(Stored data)
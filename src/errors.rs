use thiserror::Error;

#[derive(Error, Debug)]
pub enum ScrapeError {
    #[error("IO error: {0}")]
    IoError(#[from] std::io::Error),

    #[error("HTTP request error: {0}")]
    RequestError(#[from] reqwest::Error),

    #[error("CSV error: {0}")]
    CsvError(#[from] csv::Error),

    #[error("Date parsing error: {0}")]
    DateError(#[from] chrono::ParseError),

    // 页面结构错误：找不到历史数据表格，说明页面布局变化或抓错了页面
    #[error("historical data table not found in document")]
    TableNotFound,

    // 单行字段解析错误，带字段名和行号，便于定位脏数据
    #[error("row {row}: cannot parse field '{field}' from {value:?}")]
    FieldParse {
        row: usize,
        field: &'static str,
        value: String,
    },

    // 整页没有任何一行解析成功
    #[error("no rows could be normalized from the table")]
    EmptyResult,

    #[error("Data error: {0}")]
    DataError(String),

    #[error("Unknown error: {0}")]
    Unknown(String),
}

pub type Result<T> = std::result::Result<T, ScrapeError>;

// 用于从字符串创建错误
impl From<String> for ScrapeError {
    fn from(s: String) -> Self {
        ScrapeError::Unknown(s)
    }
}

// 用于从&str创建错误
impl From<&str> for ScrapeError {
    fn from(s: &str) -> Self {
        ScrapeError::Unknown(s.to_string())
    }
}
pub mod fields;
pub mod table;

use log::{debug, warn};
use scraper::{Html, Selector};

use crate::errors::{Result, ScrapeError};
use crate::models::record::{Extraction, RowDiagnostic};

pub use fields::ColumnLayout;

/// 从原始页面标记中提取规范化的历史行情记录
///
/// 流程：定位表格 → 按行规范化 → 按源顺序收集成功记录。
/// 单行解析失败只记入诊断列表，不中断整次提取；
/// 所有行都失败时返回`EmptyResult`。
pub fn extract_records(html: &str, layout: &ColumnLayout) -> Result<Extraction> {
    let document = Html::parse_document(html);
    extract_from_document(&document, layout)
}

/// 同`extract_records`，输入为已解析的文档
pub fn extract_from_document(document: &Html, layout: &ColumnLayout) -> Result<Extraction> {
    let rows = table::locate(document)?;
    debug!("表格定位成功，共{}个数据行", rows.len());

    let mut extraction = Extraction::default();
    for (index, raw_row) in rows.iter().enumerate() {
        match fields::normalize_row(raw_row, layout, index) {
            Ok(record) => extraction.records.push(record),
            Err(ScrapeError::FieldParse { row, field, value }) => {
                warn!("跳过第{}行：字段'{}'无法解析: {:?}", row, field, value);
                extraction.diagnostics.push(RowDiagnostic { row, field, value });
            }
            Err(e) => return Err(e),
        }
    }

    if extraction.records.is_empty() {
        return Err(ScrapeError::EmptyResult);
    }

    Ok(extraction)
}

/// 从品种页面提取最新价（id为last_last的元素）
pub fn latest_price(document: &Html) -> Result<f64> {
    let selector = Selector::parse("#last_last").unwrap();
    let element = document
        .select(&selector)
        .next()
        .ok_or_else(|| ScrapeError::DataError("latest price element not found".to_string()))?;

    let text = element
        .text()
        .collect::<String>()
        .trim()
        .to_string();
    fields::parse_price(&text)
        .ok_or_else(|| ScrapeError::DataError(format!("cannot parse latest price: {:?}", text)))
}
use chrono::NaiveDate;

use crate::errors::{Result, ScrapeError};
use crate::models::record::{PriceRecord, RawRow};

// 历史数据表格的显示日期格式，例如 "Mar 01, 2019"
const DATE_FORMAT: &str = "%b %d, %Y";

/// 表格列布局：各字段在一行单元格中的下标
///
/// 默认值对应investing.com历史数据表的列顺序：
/// Date, Price, Open, High, Low, Vol., Change %
#[derive(Debug, Clone)]
pub struct ColumnLayout {
    pub date: usize,
    pub price: usize,
    pub open: usize,
    pub volume: usize,
    pub change: usize,
}

impl Default for ColumnLayout {
    fn default() -> Self {
        Self {
            date: 0,
            price: 1,
            open: 2,
            volume: 5,
            change: 6,
        }
    }
}

/// 解析显示格式的日期文本
pub fn parse_date(text: &str) -> Option<NaiveDate> {
    NaiveDate::parse_from_str(text.trim(), DATE_FORMAT).ok()
}

/// 解析价格文本：去掉千位分隔符，要求非负十进制数
pub fn parse_price(text: &str) -> Option<f64> {
    let cleaned = text.trim().replace(',', "");
    let value = cleaned.parse::<f64>().ok()?;
    if value.is_finite() && value >= 0.0 {
        Some(value)
    } else {
        None
    }
}

/// 解析成交量文本，还原K/M/B量级后缀
///
/// 规则：尾数按十进制解析，乘以后缀倍数后四舍五入（half-up）取整；
/// 空单元格或"-"表示当日无成交量，按0处理，不算解析失败。
pub fn parse_volume(text: &str) -> Option<u64> {
    let text = text.trim();
    if text.is_empty() || text == "-" {
        return Some(0);
    }

    let (mantissa_text, factor) = match text.chars().last()? {
        'K' => (&text[..text.len() - 1], 1_000.0),
        'M' => (&text[..text.len() - 1], 1_000_000.0),
        'B' => (&text[..text.len() - 1], 1_000_000_000.0),
        c if c.is_ascii_digit() => (text, 1.0),
        // 未知后缀按解析失败处理
        _ => return None,
    };

    let mantissa = mantissa_text.replace(',', "").parse::<f64>().ok()?;
    if !mantissa.is_finite() || mantissa < 0.0 {
        return None;
    }

    Some((mantissa * factor + 0.5).floor() as u64)
}

/// 解析涨跌幅文本：去掉尾部"%"，符号必须来自文本本身
///
/// 前导"+"可选，负值必须带"-"并保留到结果中。
pub fn parse_change(text: &str) -> Option<f64> {
    let text = text.trim();
    let body = text.strip_suffix('%').unwrap_or(text);
    let body = body.strip_prefix('+').unwrap_or(body);
    let value = body.trim().parse::<f64>().ok()?;
    value.is_finite().then_some(value)
}

/// 将一行原始单元格文本规范化为完整的行情记录
///
/// 整行要么全部字段解析成功，要么带字段名失败，不做部分默认值填充。
pub fn normalize_row(row: &RawRow, layout: &ColumnLayout, row_index: usize) -> Result<PriceRecord> {
    let cell = |index: usize, field: &'static str| -> Result<&str> {
        row.get(index)
            .map(|s| s.as_str())
            .ok_or(ScrapeError::FieldParse {
                row: row_index,
                field,
                value: String::new(),
            })
    };
    let field_error = |field: &'static str, value: &str| ScrapeError::FieldParse {
        row: row_index,
        field,
        value: value.to_string(),
    };

    let date_text = cell(layout.date, "date")?;
    let date = parse_date(date_text).ok_or_else(|| field_error("date", date_text))?;

    let open_text = cell(layout.open, "price")?;
    let open = parse_price(open_text).ok_or_else(|| field_error("price", open_text))?;

    let close_text = cell(layout.price, "price")?;
    let close = parse_price(close_text).ok_or_else(|| field_error("price", close_text))?;

    let volume_text = cell(layout.volume, "volume")?;
    let volume = parse_volume(volume_text).ok_or_else(|| field_error("volume", volume_text))?;

    let change_text = cell(layout.change, "change_percent")?;
    let change_percent =
        parse_change(change_text).ok_or_else(|| field_error("change_percent", change_text))?;

    Ok(PriceRecord {
        date,
        open,
        close,
        volume,
        change_percent,
    })
}
use chrono::NaiveDate;
use serde::Serialize;

/// 单个交易日的历史行情记录
#[derive(Debug, Clone, PartialEq, Serialize)]
pub struct PriceRecord {
    pub date: NaiveDate,
    pub open: f64,
    pub close: f64,
    pub volume: u64,
    pub change_percent: f64,
}

/// 表格中一行的原始单元格文本，按列顺序排列
pub type RawRow = Vec<String>;

/// 规范化失败行的诊断信息
#[derive(Debug, Clone, PartialEq, Eq)]
pub struct RowDiagnostic {
    /// 行号（在表格数据行中的下标，从0开始）
    pub row: usize,
    /// 解析失败的字段名
    pub field: &'static str,
    /// 原始单元格文本
    pub value: String,
}

/// Extraction result for one run: records in source order plus
/// per-row diagnostics for the rows that were dropped.
#[derive(Debug, Clone, Default)]
pub struct Extraction {
    pub records: Vec<PriceRecord>,
    pub diagnostics: Vec<RowDiagnostic>,
}
pub mod base;
pub mod investing;
use investing_datahub::config::{Config, Instrument};
use investing_datahub::scrapers::base::HistoricalSource;
use investing_datahub::scrapers::investing::InvestingScraper;
use investing_datahub::services::data_service::DataService;

use clap::{App, Arg, SubCommand};
use log::{error, info};
use std::error::Error;
use std::sync::Arc;

#[tokio::main]
async fn main() -> Result<(), Box<dyn Error>> {
    // Initialize logger
    env_logger::init();

    let today = chrono::Local::now().format("%m/%d/%Y").to_string();

    // 创建基本的命令行应用
    let app = App::new("InvestingDataHub")
        .version("1.0.0")
        .author("DataHub Team")
        .about("Commodity historical price extraction system");

    // 添加子命令
    let app = app
        .subcommand(
            SubCommand::with_name("scrape")
                .about("Scrape historical price data for an instrument")
                .arg(
                    Arg::with_name("start-date")
                        .short('s')
                        .long("start-date")
                        .value_name("DATE")
                        .help("Start date of the period to scrape (MM/DD/YYYY)")
                        .takes_value(true)
                        .default_value("01/01/2017"),
                )
                .arg(
                    Arg::with_name("end-date")
                        .short('e')
                        .long("end-date")
                        .value_name("DATE")
                        .help("End date of the period to scrape (MM/DD/YYYY)")
                        .takes_value(true)
                        .default_value(&today),
                )
                .arg(
                    Arg::with_name("frequency")
                        .short('f')
                        .long("frequency")
                        .value_name("FREQUENCY")
                        .help("Time frame of the records (Daily, Weekly, Monthly)")
                        .takes_value(true)
                        .default_value("Daily"),
                )
                .arg(
                    Arg::with_name("sort")
                        .long("sort")
                        .value_name("ORDER")
                        .help("Sort order of the returned records (ASC, DESC)")
                        .takes_value(true)
                        .default_value("DESC"),
                )
                .arg(
                    Arg::with_name("out-dir")
                        .short('o')
                        .long("out-dir")
                        .value_name("DIR")
                        .help("Directory to write the CSV output to")
                        .takes_value(true)
                        .default_value("."),
                )
                .arg(
                    Arg::with_name("preview")
                        .long("preview")
                        .value_name("ROWS")
                        .help("Number of records to preview on the console")
                        .takes_value(true)
                        .default_value("10"),
                ),
        )
        .subcommand(
            SubCommand::with_name("latest")
                .about("Fetch the latest price for the instrument"),
        );

    let matches = app.get_matches();

    if let Some(matches) = matches.subcommand_matches("scrape") {
        let frequency = matches.value_of("frequency").unwrap();
        let sort_order = matches.value_of("sort").unwrap();

        // 校验枚举型参数
        if !["Daily", "Weekly", "Monthly"].contains(&frequency) {
            error!("Unknown frequency: {}", frequency);
            return Err(format!("Unknown frequency: {}", frequency).into());
        }
        if !["ASC", "DESC"].contains(&sort_order) {
            error!("Unknown sort order: {}", sort_order);
            return Err(format!("Unknown sort order: {}", sort_order).into());
        }

        let preview_rows = matches
            .value_of("preview")
            .unwrap_or("10")
            .parse::<usize>()
            .unwrap_or(10);

        // 创建配置
        let config = Config::new()
            .with_instrument(Instrument::london_gas_oil())
            .with_frequency(frequency)
            .with_sort_order(sort_order)
            .with_start_date(matches.value_of("start-date").unwrap())
            .with_end_date(matches.value_of("end-date").unwrap())
            .with_output_dir(matches.value_of("out-dir").unwrap())
            .with_preview_rows(preview_rows);

        // 创建数据服务
        let source: Arc<dyn HistoricalSource + Send + Sync> = Arc::new(InvestingScraper::new()?);
        let data_service = DataService::new(config, source);

        let path = data_service.process().await?;
        info!("Historical data written to {}", path.display());
    } else if matches.subcommand_matches("latest").is_some() {
        let config = Config::new();
        let source: Arc<dyn HistoricalSource + Send + Sync> = Arc::new(InvestingScraper::new()?);
        let data_service = DataService::new(config, source);

        let price = data_service.latest_price().await?;
        info!("Latest price: {}", price);
        println!("{}", price);
    } else {
        info!("No command specified. Use --help for usage information.");
    }

    Ok(())
}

» WHAT YOU SHOULD DO: Scan each line of the entries above for the word "impl" and report how many lines contain it, with nothing else.

» EXERCISE RESULT: 3